Wilmington officials scrutinize report with recommendations to reduce gun violence

Mark Fowser - WDEL
Reducing and preventing gun-related violence in Wilmington will take money, people and constant communication, according to a report requested by the city earlier this year.
Late last year, several members of City Council, Mayor Mike Purzycki and Chief of Staff Tanya Washington visited Newark, New Jersey to learn about the work of the Community Based Public Safety Collective, which works in various community-focused ways to prevent lives from being lost due to violence. After contracting with the CBPSC earlier in 2022 to conduct a "landscape analysis" of the city's challenges, elected officials recently received the report, which was discussed at a meeting of City Council's Public Safety Committee.
According to Elizabeth Ruebman with the Collective, the review examined crime and hospital data and involved interviews with about five dozen city leaders, community members, interventionists and other stakeholders. She stressed the need for open dialogue "so that the intervention organizations are in constant communication and are strategizing, working with other stakeholders and coming together on a regular and thoughtful basis to address the violence."
The Collective recommends grant support for several existing intervention organizations, funding an external coordinator for intervention organizations and services, and training and deploying 20 community ambassador-interventionists. Also, the report calls for zeroing in on the data-identified likely victims and perpetrators of gun violence as well as hot spots.
“The Landscape document is not just a report, but it’s a blueprint for reimagining public safety in our City,” 7th District Councilman Chris Johnson said in a statement. “We must finally learn from our mistakes from the past, and forge a new, well-invested, community-led approach for healing our City.”

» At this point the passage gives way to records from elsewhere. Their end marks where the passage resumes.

//! 销售记录模型
//!
//! 每个平台订单对应一条记录，以 (platform, platform_order_id) 唯一标识。
//! 金额均为最小货币单位（分）。

use chrono::{DateTime, Utc};
use serde::{Deserialize, Serialize};
use uuid::Uuid;

use super::enums::{Platform, SaleStatus};

#[derive(Debug, Clone, PartialEq, Serialize, Deserialize, sqlx::FromRow)]
pub struct TicketSale {
    /// 未落库的记录为 0
    pub id: i64,
    pub internal_event_id: Uuid,
    pub platform: Platform,
    pub platform_order_id: String,
    pub customer_name: String,
    pub customer_email: Option<String>,
    pub ticket_quantity: i32,
    pub ticket_type: String,
    pub total_amount_cents: i64,
    pub fees_cents: i64,
    pub net_amount_cents: i64,
    pub tax_cents: i64,
    pub currency: String,
    pub status: SaleStatus,
    pub refund_amount_cents: i64,
    pub refund_date: Option<DateTime<Utc>>,
    pub purchase_date: Option<DateTime<Utc>>,
    /// 最近一次生效事件的原始订单快照
    pub raw_data: serde_json::Value,
    /// 已生效的平台退款 ID，用于退款幂等
    pub applied_refund_ids: Vec<String>,
    /// 平台侧的最后修改时间，用于识别过期事件
    pub source_updated_at: Option<DateTime<Utc>>,
    /// 乐观锁版本号，从 1 开始，每次写入 +1
    pub version: i64,
    pub created_at: DateTime<Utc>,
    pub updated_at: DateTime<Utc>,
}

impl TicketSale {
    /// 剩余可退金额
    pub fn refundable_cents(&self) -> i64 {
        (self.total_amount_cents - self.refund_amount_cents).max(0)
    }

    /// 业务状态是否一致
    ///
    /// 忽略主键、版本、时间戳以及原始快照；相同状态的事件不产生写入。
    pub fn same_state(&self, other: &TicketSale) -> bool {
        self.internal_event_id == other.internal_event_id
            && self.platform == other.platform
            && self.platform_order_id == other.platform_order_id
            && self.customer_name == other.customer_name
            && self.customer_email == other.customer_email
            && self.ticket_quantity == other.ticket_quantity
            && self.ticket_type == other.ticket_type
            && self.total_amount_cents == other.total_amount_cents
            && self.fees_cents == other.fees_cents
            && self.net_amount_cents == other.net_amount_cents
            && self.tax_cents == other.tax_cents
            && self.currency == other.currency
            && self.status == other.status
            && self.refund_amount_cents == other.refund_amount_cents
            && self.refund_date == other.refund_date
            && self.purchase_date == other.purchase_date
            && self.applied_refund_ids == other.applied_refund_ids
            && self.source_updated_at == other.source_updated_at
    }
}

/// 按平台和状态聚合的销售统计，在查询时由存储层计算
#[derive(Debug, Clone, PartialEq, Eq, Serialize, Deserialize, sqlx::FromRow)]
pub struct SalesAggregate {
    pub platform: Platform,
    pub status: SaleStatus,
    pub orders: i64,
    pub tickets: i64,
    pub gross_cents: i64,
    pub fees_cents: i64,
    pub refund_cents: i64,
}

#[cfg(test)]
mod tests {
    use super::*;
    use crate::test_support::sample_sale;

    #[test]
    fn test_refundable_cents() {
        let mut sale = sample_sale("o1");
        sale.total_amount_cents = 5000;
        sale.refund_amount_cents = 1500;
        assert_eq!(sale.refundable_cents(), 3500);

        sale.refund_amount_cents = 5000;
        assert_eq!(sale.refundable_cents(), 0);
    }

    #[test]
    fn test_same_state_ignores_bookkeeping_fields() {
        let a = sample_sale("o1");
        let mut b = a.clone();
        b.id = 42;
        b.version = 7;
        b.updated_at = Utc::now();
        b.raw_data = serde_json::json!({"different": true});
        assert!(a.same_state(&b));

        b.ticket_quantity += 1;
        assert!(!a.same_state(&b));
    }
}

“Eight million dollars in ARPA set aside for Building Safer Communities is not nearly enough to address all the issues the City is facing,” Wilmington City Council President Trippi Congo said in a statement. “We need to focus on prevention at both the school and household level. In addition, funding is needed from the State, County, and Federal governments. We need to continue to engage the entire community for suggestions, and we have to help shape the minds and mentality of our children so that violence isn’t an immediate response.”